Bagaimana jika seseorang batal wudhunya ketika sedang thowaf
Jawab :
Jika seseorang batal di tengah thowaf maka hendaknya ia berhenti sejenak untuk berwudhu kembali, setelah itu baru ia melanjutkan thowafnya dari tempat ia batal dan tidak perlu mengulang dari hajar aswad.

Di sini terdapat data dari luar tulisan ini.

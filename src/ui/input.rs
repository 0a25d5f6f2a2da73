/// Keyboard state tracker.
///
/// Tracks which keys are currently held, so movement can be read as a
/// 2-axis value every tick. The motion controller debounces on its own:
/// a held key yields one move, and the axis has to return to zero
/// (every direction key released) before the next.
///
/// Uses crossterm's keyboard enhancement for Release events when available.
/// Falls back to timeout-based release detection on terminals that don't
/// report releases; key repeat keeps a held key alive. The fallback
/// timeout has to outlast the OS's initial repeat delay, or a held key
/// would lapse before its first repeat and count as a second press.
/// The price is that two taps closer together than the timeout read as
/// one hold.

use std::collections::HashMap;
use std::time::{Duration, Instant};

use crossterm::event::{self, poll, Event, KeyCode, KeyEvent, KeyEventKind, KeyModifiers};

use crate::domain::rules::AxisInput;

/// After this long without a Press/Repeat event, the key counts as released.
/// Longer than common initial key-repeat delays (250–600 ms).
const REPEAT_TIMEOUT: Duration = Duration::from_millis(650);

/// Safety net for a lost Release event when releases are reported.
const RELEASE_TIMEOUT: Duration = Duration::from_millis(1500);

pub const KEYS_LEFT: &[KeyCode] = &[KeyCode::Left, KeyCode::Char('a'), KeyCode::Char('h')];
pub const KEYS_RIGHT: &[KeyCode] = &[KeyCode::Right, KeyCode::Char('d'), KeyCode::Char('l')];
pub const KEYS_UP: &[KeyCode] = &[KeyCode::Up, KeyCode::Char('w'), KeyCode::Char('k')];
pub const KEYS_DOWN: &[KeyCode] = &[KeyCode::Down, KeyCode::Char('s'), KeyCode::Char('j')];

pub struct InputState {
    /// Timestamp of the last Press/Repeat event per key.
    last_active: HashMap<KeyCode, Instant>,
    /// Keys that went from "not held" to "held" in the latest drain.
    fresh_presses: Vec<KeyCode>,
    /// Raw key events of the latest drain, for meta keys.
    pub raw_events: Vec<KeyEvent>,
    /// Honor Release events (only once keyboard enhancement is confirmed).
    pub honor_release: bool,
}

impl InputState {
    pub fn new() -> Self {
        InputState {
            last_active: HashMap::with_capacity(16),
            fresh_presses: Vec::with_capacity(8),
            raw_events: Vec::with_capacity(8),
            honor_release: false,
        }
    }

    /// Drain all pending terminal events. Call once per frame, before `step`.
    pub fn drain_events(&mut self) {
        self.fresh_presses.clear();
        self.raw_events.clear();

        while poll(Duration::ZERO).unwrap_or(false) {
            let Ok(Event::Key(key)) = event::read() else {
                continue;
            };
            self.raw_events.push(key);
            match key.kind {
                KeyEventKind::Release if self.honor_release => {
                    self.last_active.remove(&normalize(key.code));
                }
                KeyEventKind::Release => {}
                _ => {
                    let code = normalize(key.code);
                    if !self.is_held(code) {
                        self.fresh_presses.push(code);
                    }
                    self.last_active.insert(code, Instant::now());
                }
            }
        }

        let now = Instant::now();
        let honor_release = self.honor_release;
        self.last_active.retain(|_, t| still_held(now.duration_since(*t), honor_release));
    }

    pub fn is_held(&self, code: KeyCode) -> bool {
        self.last_active
            .get(&normalize(code))
            .is_some_and(|t| still_held(t.elapsed(), self.honor_release))
    }

    pub fn any_held(&self, codes: &[KeyCode]) -> bool {
        codes.iter().any(|c| self.is_held(*c))
    }

    /// Was this key freshly pressed this frame? (edge trigger)
    pub fn was_pressed(&self, code: KeyCode) -> bool {
        self.fresh_presses.contains(&normalize(code))
    }

    pub fn any_pressed(&self, codes: &[KeyCode]) -> bool {
        codes.iter().any(|c| self.was_pressed(*c))
    }

    /// Movement axis from the held direction keys (+y is up).
    pub fn axis(&self) -> AxisInput {
        held_axis(
            self.any_held(KEYS_LEFT),
            self.any_held(KEYS_RIGHT),
            self.any_held(KEYS_UP),
            self.any_held(KEYS_DOWN),
        )
    }

    pub fn ctrl_c_pressed(&self) -> bool {
        self.raw_events.iter().any(|k| {
            k.modifiers.contains(KeyModifiers::CONTROL)
                && matches!(k.code, KeyCode::Char('c') | KeyCode::Char('C'))
        })
    }
}

/// Letters are tracked case-insensitively (Shift or Caps Lock held).
fn normalize(code: KeyCode) -> KeyCode {
    match code {
        KeyCode::Char(c) => KeyCode::Char(c.to_ascii_lowercase()),
        other => other,
    }
}

/// Does a key last seen `quiet` ago still count as held?
fn still_held(quiet: Duration, honor_release: bool) -> bool {
    let timeout = if honor_release { RELEASE_TIMEOUT } else { REPEAT_TIMEOUT };
    quiet < timeout
}

/// Opposite keys cancel out.
fn held_axis(left: bool, right: bool, up: bool, down: bool) -> AxisInput {
    let x = (right as i8 - left as i8) as f32;
    let y = (up as i8 - down as i8) as f32;
    AxisInput::new(x, y)
}

#[cfg(test)]
mod tests {
    use super::*;

    #[test]
    fn axis_from_held_keys() {
        assert_eq!(held_axis(false, true, false, false), AxisInput::new(1.0, 0.0));
        assert_eq!(held_axis(false, false, false, true), AxisInput::new(0.0, -1.0));
        assert!(held_axis(true, true, false, false).is_released());
        assert!(held_axis(false, false, false, false).is_released());
    }

    #[test]
    fn held_key_survives_the_initial_repeat_delay() {
        // Typical gap between the press and its first repeat event.
        for gap in [250, 400, 600] {
            assert!(still_held(Duration::from_millis(gap), false), "{gap} ms");
        }
        assert!(!still_held(Duration::from_millis(700), false));
        assert!(still_held(Duration::from_millis(700), true));
        assert!(!still_held(RELEASE_TIMEOUT, true));
    }

    #[test]
    fn fallback_hold_keeps_the_axis_until_timeout() {
        let mut kb = InputState::new();
        let Some(pressed) = Instant::now().checked_sub(Duration::from_millis(500)) else {
            return;
        };
        kb.last_active.insert(KeyCode::Right, pressed);
        assert_eq!(kb.axis(), AxisInput::new(1.0, 0.0));

        let Some(stale) = Instant::now().checked_sub(REPEAT_TIMEOUT) else {
            return;
        };
        kb.last_active.insert(KeyCode::Right, stale);
        assert!(kb.axis().is_released());
    }

    #[test]
    fn letters_ignore_case() {
        assert_eq!(normalize(KeyCode::Char('W')), KeyCode::Char('w'));
        assert_eq!(normalize(KeyCode::Up), KeyCode::Up);
    }
}
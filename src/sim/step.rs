/// Simulation step: one frame of game logic.
///
/// ## Processing order (per tick):
///   1. Advance cosmetic fades, patrol slides and the message timer
///   2. Motion controller update (may resolve a turn)
///   3. Zone entry, as soon as the actor's nearest cell crosses into a
///      new zone (before anything is picked up there)
///   4. Pickup under the actor's interpolated position
///      → slot rules, reveal gate, unlock resolver
///   5. On a resolved turn: ledger charge, patrol walls
///   6. Game over check
///   7. Exit check (idle on the open exit of the current zone)
///
/// Services never call each other. Each one pushes events; this module
/// hands them to the next service in order and returns everything that
/// happened to the caller (sound, HUD).

use log::{debug, info};

use crate::domain::geom::Cell;
use crate::domain::motion::TurnResolved;
use crate::domain::physics::{Occupancy, OccupancyView};
use crate::domain::rules::AxisInput;
use super::event::GameEvent;
use super::slots::{self, SlotEffect};
use super::world::{Phase, WorldState, ZoneTransition};

/// Advance the session by `dt` seconds. Returns the events of this tick.
pub fn step(world: &mut WorldState, input: AxisInput, dt: f32) -> Vec<GameEvent> {
    let mut events = vec![];
    let dt = dt.max(0.0);

    match world.phase {
        Phase::Playing if !world.paused => {}
        Phase::ZoneTransition => {
            tick_ambient(world, dt);
            advance_transition(world, dt, &mut events);
            return events;
        }
        Phase::GameOver | Phase::LevelComplete => {
            tick_ambient(world, dt);
            return events;
        }
        _ => {
            // Menus and pause only need the clock for blinking prompts.
            world.clock += dt;
            return events;
        }
    }

    tick_ambient(world, dt);

    let turn = update_motion(world, input, dt);
    track_zone(world, &mut events);
    resolve_pickup(world, &mut events);
    if let Some(turn) = turn {
        resolve_turn(world, turn, &mut events);
    }

    if world.services.ledger.is_game_over() && world.phase == Phase::Playing {
        enter_game_over(world, &events);
    }
    if world.phase == Phase::Playing {
        check_exit(world, &mut events);
    }

    world.follow_actor();
    events
}

// ══════════════════════════════════════════════════════════════
// Motion
// ══════════════════════════════════════════════════════════════

fn tick_ambient(world: &mut WorldState, dt: f32) {
    world.clock += dt;
    world.tick_message(dt);
    world.tick_visuals(dt);
}

fn update_motion(world: &mut WorldState, input: AxisInput, dt: f32) -> Option<TurnResolved> {
    let occ = OccupancyView {
        tiles: &world.tiles,
        width: world.width,
        height: world.height,
        blockers: &world.blockers,
    };
    world.motion.update(input, dt, &occ)
}

/// Follow the actor's nearest cell into a new zone. The turn charge later
/// re-locates the same zone and so emits no second entry.
fn track_zone(world: &mut WorldState, events: &mut Vec<GameEvent>) {
    let here = world.motion.position().nearest_cell();
    let mut entered = vec![];
    world.services.ledger.track(&world.zones, here.center(), &mut entered);
    route_zone_entries(world, entered, events);
}

// ══════════════════════════════════════════════════════════════
// Pickups
// ══════════════════════════════════════════════════════════════

/// Collect the item under the actor, if any. Runs every tick so items are
/// picked up mid-move, as the actor passes over them.
fn resolve_pickup(world: &mut WorldState, events: &mut Vec<GameEvent>) {
    let here = world.motion.position().nearest_cell();
    let Some(idx) = world.items.iter().position(|i| i.cell == here && i.is_pickable()) else {
        return;
    };
    if !world.items[idx].collect(world.timing.item_fade) {
        return;
    }
    let item = world.items[idx].clone();
    debug!("[Step] collected {} '{}' at {:?}", item.id, item.name, item.cell);
    events.push(GameEvent::ItemCollected { item: item.id, cell: item.cell });

    let hit = world.services.slots.fire(&item);
    if let Some(hit) = &hit {
        if let SlotEffect::ExtraTurns(amount) = hit.effect {
            world.services.ledger.credit(item.zone, amount, events);
        }
        if let Some(msg) = &hit.message {
            world.set_message(msg, 1.5);
        }
    }

    world.services.reveal.on_item_collected(&item, &mut world.items, &mut world.exits, events);

    if slots::is_key(&item, hit.as_ref()) {
        let actor_zone = world.services.ledger.current_zone();
        world.services.unlock.on_key_collected(
            &world.zones,
            item.position(),
            actor_zone,
            &mut world.obstacles,
            events,
        );
    }

    world.rebuild_blockers();
}

// ══════════════════════════════════════════════════════════════
// Turn resolution
// ══════════════════════════════════════════════════════════════

fn resolve_turn(world: &mut WorldState, turn: TurnResolved, events: &mut Vec<GameEvent>) {
    world.turns += 1;
    events.push(GameEvent::TurnCompleted { kind: turn.kind, dir: turn.dir, cell: world.motion.cell() });

    let mut ledger_events = vec![];
    world.services.ledger.on_turn_completed(&world.zones, world.motion.position(), &mut ledger_events);
    route_zone_entries(world, ledger_events, events);

    if !world.services.ledger.is_game_over() {
        move_patrols(world, events);
    }
}

/// Pass ledger events on in order. Each `ZoneEntered` goes to the reveal
/// gate right away, so whatever a reset does follows the entry.
fn route_zone_entries(world: &mut WorldState, source: Vec<GameEvent>, events: &mut Vec<GameEvent>) {
    let mut entered = false;
    for ev in source {
        let zone = match &ev {
            GameEvent::ZoneEntered { zone } => Some(*zone),
            _ => None,
        };
        events.push(ev);
        let Some(zone) = zone else {
            continue;
        };
        entered = true;
        world.services.reveal.on_zone_entered(zone, &mut world.items, &mut world.exits, events);
        if let Some(z) = zone.and_then(|z| world.zones.get(z)) {
            let name = z.name.clone();
            world.set_message(&name, 1.5);
        }
    }
    if entered {
        world.rebuild_blockers();
    }
}

fn move_patrols(world: &mut WorldState, events: &mut Vec<GameEvent>) {
    let actor = world.motion.cell();
    let slide = world.timing.motion.move_duration;
    for i in 0..world.patrols.len() {
        let moved = {
            let occ = OccupancyView {
                tiles: &world.tiles,
                width: world.width,
                height: world.height,
                blockers: &world.blockers,
            };
            world.patrols[i].on_turn(|c: Cell| c == actor || occ.is_blocked(c), slide)
        };
        if moved {
            let cell = world.patrols[i].cell;
            events.push(GameEvent::PatrolMoved { cell });
            world.rebuild_blockers();
        }
    }
}

fn enter_game_over(world: &mut WorldState, events: &[GameEvent]) {
    world.game_over_reason = events.iter().find_map(|e| match e {
        GameEvent::GameOver { reason } => Some(*reason),
        _ => None,
    });
    world.motion.cancel();
    world.phase = Phase::GameOver;
    world.set_message("Out of turns", 0.0);
    info!("[Step] game over after {} turns ({:?})", world.turns, world.game_over_reason);
}

// ══════════════════════════════════════════════════════════════
// Exits and zone transitions
// ══════════════════════════════════════════════════════════════

fn check_exit(world: &mut WorldState, events: &mut Vec<GameEvent>) {
    if !world.motion.is_idle() {
        return;
    }
    let zone = world.actor_zone();
    let Some(exit) = world.exit_of(zone) else {
        return;
    };
    if !exit.open || exit.cell != world.motion.cell() {
        return;
    }
    let from = exit.zone;
    let to = from.and_then(|z| world.zones.next_after(z));
    events.push(GameEvent::ExitReached { zone: from });
    info!("[Step] exit of {:?} reached; next {:?}", from, to);

    world.transition = Some(ZoneTransition { from, to, remaining: world.timing.transition_delay });
    world.phase = Phase::ZoneTransition;
    world.set_message(if to.is_some() { "Zone clear!" } else { "Level clear!" }, world.timing.transition_delay);
}
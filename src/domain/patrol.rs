/// Turn-paced patrol walls.
///
/// A patrol wall advances one cell per completed player turn, walking
/// `distance` cells along its direction and then back (ping-pong).
/// It blocks movement like any other wall. If the next cell is blocked
/// (terrain, another blocker, the actor) it holds for that turn.
///
/// The slide between cells is cosmetic and advanced by `tick(dt)`;
/// gameplay only ever sees `cell`.

use super::entity::MIN_DURATION;
use super::geom::{Cell, Dir, Vec2};

#[derive(Clone, Debug)]
pub struct PatrolWall {
    pub cell: Cell,
    pub dir: Dir,
    pub distance: u32,
    /// Cells travelled from the origin (0..=distance).
    step: u32,
    outbound: bool,
    slide_from: Cell,
    slide_elapsed: f32,
    slide_duration: f32,
}

impl PatrolWall {
    pub fn new(cell: Cell, dir: Dir, distance: u32) -> Self {
        PatrolWall {
            cell,
            dir,
            distance,
            step: 0,
            outbound: true,
            slide_from: cell,
            slide_elapsed: 0.0,
            slide_duration: MIN_DURATION,
        }
    }

    /// Next (direction, step) this wall wants to take.
    fn intent(&self) -> Option<(Dir, u32, bool)> {
        if self.distance == 0 {
            return None;
        }
        let forward = if self.outbound { self.step < self.distance } else { self.step == 0 };
        if forward {
            Some((self.dir, self.step + 1, self.step + 1 < self.distance))
        } else {
            Some((self.dir.reverse(), self.step - 1, self.step - 1 == 0))
        }
    }

    /// Advance one turn. Returns true if the wall moved.
    pub fn on_turn(&mut self, is_blocked: impl Fn(Cell) -> bool, slide: f32) -> bool {
        let Some((dir, step, outbound)) = self.intent() else {
            return false;
        };
        let (dx, dy) = dir.delta();
        let target = self.cell.offset(dx, dy);
        if is_blocked(target) {
            return false;
        }
        self.slide_from = self.cell;
        self.slide_elapsed = 0.0;
        self.slide_duration = slide.max(MIN_DURATION);
        self.cell = target;
        self.step = step;
        self.outbound = outbound;
        true
    }

    pub fn tick(&mut self, dt: f32) {
        self.slide_elapsed = (self.slide_elapsed + dt.max(0.0)).min(self.slide_duration);
    }

    /// Interpolated position for drawing.
    pub fn position(&self) -> Vec2 {
        self.slide_from
            .center()
            .lerp(self.cell.center(), self.slide_elapsed / self.slide_duration)
    }
}
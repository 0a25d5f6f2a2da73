/// Sound engine: procedural chiptune effects via rodio.
///
/// Every effect is synthesized into an in-memory WAV buffer at startup and
/// played fire-and-forget through a detached `Sink`.
///
/// The mapping from game events to effects (`cues`) is plain code and
/// always compiled; without the "sound" feature the engine is a stub.

use crate::domain::rules::MoveKind;
use crate::sim::event::GameEvent;

#[derive(Clone, Copy, PartialEq, Eq, Debug)]
pub enum Sfx {
    Pickup,
    Bump,
    Reveal,
    ExitOpened,
    Unlock,
    ExtraTurns,
    GameOver,
    ZoneClear,
}

impl Sfx {
    pub const ALL: [Sfx; 8] = [
        Sfx::Pickup,
        Sfx::Bump,
        Sfx::Reveal,
        Sfx::ExitOpened,
        Sfx::Unlock,
        Sfx::ExtraTurns,
        Sfx::GameOver,
        Sfx::ZoneClear,
    ];
}

/// Effects for one tick's events, deduplicated and in event order.
pub fn cues(events: &[GameEvent]) -> Vec<Sfx> {
    let mut out = vec![];
    for ev in events {
        let sfx = match ev {
            GameEvent::ItemCollected { .. } => Sfx::Pickup,
            GameEvent::TurnCompleted { kind: MoveKind::Bump, .. } => Sfx::Bump,
            GameEvent::BatchRevealed { .. } => Sfx::Reveal,
            GameEvent::ZoneExitOpened { .. } => Sfx::ExitOpened,
            GameEvent::ObstacleUnlocked { .. } => Sfx::Unlock,
            GameEvent::TurnsCredited { .. } => Sfx::ExtraTurns,
            GameEvent::GameOver { .. } => Sfx::GameOver,
            GameEvent::ExitReached { .. } | GameEvent::LevelCleared => Sfx::ZoneClear,
            _ => continue,
        };
        if !out.contains(&sfx) {
            out.push(sfx);
        }
    }
    out
}

#[cfg(feature = "sound")]
mod inner {
    use std::f32::consts::TAU;
    use std::io::Cursor;
    use std::sync::Arc;

    use log::info;
    use rodio::{OutputStream, OutputStreamHandle, Sink};

    use super::Sfx;

    const SAMPLE_RATE: u32 = 22050;

    pub struct SoundEngine {
        _stream: OutputStream,
        handle: OutputStreamHandle,
        buffers: Vec<(Sfx, Arc<Vec<u8>>)>,
    }

    impl SoundEngine {
        pub fn new() -> Option<Self> {
            let (stream, handle) = match OutputStream::try_default() {
                Ok(pair) => pair,
                Err(e) => {
                    info!("[Sound] no output device: {e}");
                    return None;
                }
            };
            let buffers = Sfx::ALL
                .iter()
                .map(|&sfx| (sfx, Arc::new(make_wav(&synth(sfx)))))
                .collect();
            Some(SoundEngine { _stream: stream, handle, buffers })
        }

        pub fn play(&self, sfx: Sfx) {
            let Some((_, buf)) = self.buffers.iter().find(|(s, _)| *s == sfx) else {
                return;
            };
            let Ok(sink) = Sink::try_new(&self.handle) else {
                return;
            };
            if let Ok(src) = rodio::Decoder::new(Cursor::new(buf.as_ref().clone())) {
                sink.append(src);
                sink.detach();
            }
        }
    }

    // ════════════════════════════════════════════════════════════
    //  Synthesis
    // ════════════════════════════════════════════════════════════

    /// One note: frequency (Hz), length (s), overtone mix (0 = pure sine).
    type Note = (f32, f32, f32);

    fn synth(sfx: Sfx) -> Vec<f32> {
        match sfx {
            Sfx::Pickup => notes(&[(988.0, 0.04, 0.3), (1319.0, 0.06, 0.3)], 0.25),
            Sfx::Bump => thud(),
            Sfx::Reveal => sweep(500.0, 1200.0, 0.14, 0.18),
            Sfx::ExitOpened => notes(&[(784.0, 0.08, 0.3), (1047.0, 0.08, 0.3), (1568.0, 0.18, 0.3)], 0.28),
            Sfx::Unlock => sweep(1400.0, 300.0, 0.18, 0.22),
            Sfx::ExtraTurns => notes(&[(659.0, 0.05, 0.5), (880.0, 0.05, 0.5), (659.0, 0.05, 0.5), (1175.0, 0.1, 0.5)], 0.22),
            Sfx::GameOver => notes(&[(392.0, 0.14, 0.0), (330.0, 0.14, 0.0), (262.0, 0.32, 0.0)], 0.3),
            Sfx::ZoneClear => notes(&[(523.0, 0.09, 0.4), (659.0, 0.09, 0.4), (784.0, 0.09, 0.4), (1047.0, 0.3, 0.4)], 0.28),
        }
    }

    /// Sequence of notes, each with its own decay.
    fn notes(seq: &[Note], volume: f32) -> Vec<f32> {
        let mut out = vec![];
        for &(freq, dur, overtone) in seq {
            let n = (SAMPLE_RATE as f32 * dur) as usize;
            out.extend((0..n).map(|i| {
                let t = i as f32 / SAMPLE_RATE as f32;
                let env = 1.0 - (i as f32 / n as f32).sqrt();
                let wave = (t * freq * TAU).sin() * (1.0 - overtone) + (t * freq * 2.0 * TAU).sin() * overtone;
                wave * env * volume
            }));
        }
        out
    }

    /// Linear pitch sweep from `from` to `to` Hz.
    fn sweep(from: f32, to: f32, dur: f32, volume: f32) -> Vec<f32> {
        let n = (SAMPLE_RATE as f32 * dur) as usize;
        let mut phase = 0.0_f32;
        (0..n)
            .map(|i| {
                let p = i as f32 / n as f32;
                phase += (from + (to - from) * p) * TAU / SAMPLE_RATE as f32;
                phase.sin() * (1.0 - p) * volume
            })
            .collect()
    }

    /// Low square thud with a noise edge, for walking into a wall.
    fn thud() -> Vec<f32> {
        let n = (SAMPLE_RATE as f32 * 0.07) as usize;
        let mut seed: u32 = 0x2545_f491;
        (0..n)
            .map(|i| {
                let p = i as f32 / n as f32;
                let t = i as f32 / SAMPLE_RATE as f32;
                let square = if (t * 110.0 * TAU).sin() >= 0.0 { 1.0 } else { -1.0 };
                seed ^= seed << 13;
                seed ^= seed >> 17;
                seed ^= seed << 5;
                let noise = seed as f32 / u32::MAX as f32 * 2.0 - 1.0;
                (square * 0.7 + noise * 0.3) * (1.0 - p).powi(2) * 0.2
            })
            .collect()
    }

    // ════════════════════════════════════════════════════════════
    //  WAV container (16-bit mono PCM)
    // ════════════════════════════════════════════════════════════

    fn make_wav(samples: &[f32]) -> Vec<u8> {
        let data_len = samples.len() as u32 * 2;
        let mut buf = Vec::with_capacity(44 + data_len as usize);
        buf.extend_from_slice(b"RIFF");
        buf.extend_from_slice(&(36 + data_len).to_le_bytes());
        buf.extend_from_slice(b"WAVEfmt ");
        buf.extend_from_slice(&16u32.to_le_bytes());
        buf.extend_from_slice(&1u16.to_le_bytes()); // PCM
        buf.extend_from_slice(&1u16.to_le_bytes()); // mono
        buf.extend_from_slice(&SAMPLE_RATE.to_le_bytes());
        buf.extend_from_slice(&(SAMPLE_RATE * 2).to_le_bytes());
        buf.extend_from_slice(&2u16.to_le_bytes());
        buf.extend_from_slice(&16u16.to_le_bytes());
        buf.extend_from_slice(b"data");
        buf.extend_from_slice(&data_len.to_le_bytes());
        for &s in samples {
            let v = (s.clamp(-1.0, 1.0) * i16::MAX as f32) as i16;
            buf.extend_from_slice(&v.to_le_bytes());
        }
        buf
    }

}

// ════════════════════════════════════════════════════════════
//  Public API — compiles to no-ops when sound feature is off
// ════════════════════════════════════════════════════════════

#[cfg(feature = "sound")]
pub use inner::SoundEngine;

#[cfg(not(feature = "sound"))]
pub struct SoundEngine;

#[cfg(not(feature = "sound"))]
impl SoundEngine {
    pub fn new() -> Option<Self> {
        Some(SoundEngine)
    }

    pub fn play(&self, _sfx: Sfx) {}
}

Dan jika dalam kondisi sangat padat dan susah untuk pergi berwudhu dan kembali lagi thowaf, maka tidak mengapa ia melanjutkan sholatnya dan tidak harus membayar dam.
Detail :
Sebelumnya para ulama berselisih tentang apakah bersuci merupakan syarat sah thowaf?. Secara umum ada 3 pendapat :
Pertama : Bersuci merupakan syarat sah thowaf, dan ini adalah pendapat jumhur ulama (Malikiyah([1]), Syafiíyah([2]), dan Hanabilah([3])).
Kedua : Bersuci bukan merupakan syarat sah thowaf, akan tetapi hanya merupakan kewajiban thowaf. Artinya jika seseorang sengaja thowaf dalam kondisi berhadats/junub maka thowafnya sah akan tetapi ia harus bayar dam karena meninggalkan kewajiban. Ini adalah pendapat Hanafiyah([4])
Ketiga : Sekelompok ulama berpendapat bahwa bersuci dari hadats kecil adalah sunnah dalam thowaf, sehingga jika seseorang thowaf dalam kondisi berhadats kecil maka thowafnya sah dan tidak perlu bayar dam. Ini adalah pendapat yang dipilih oleh Ibnu Taimiyyah([5]) dan al-Útsaimin([6]).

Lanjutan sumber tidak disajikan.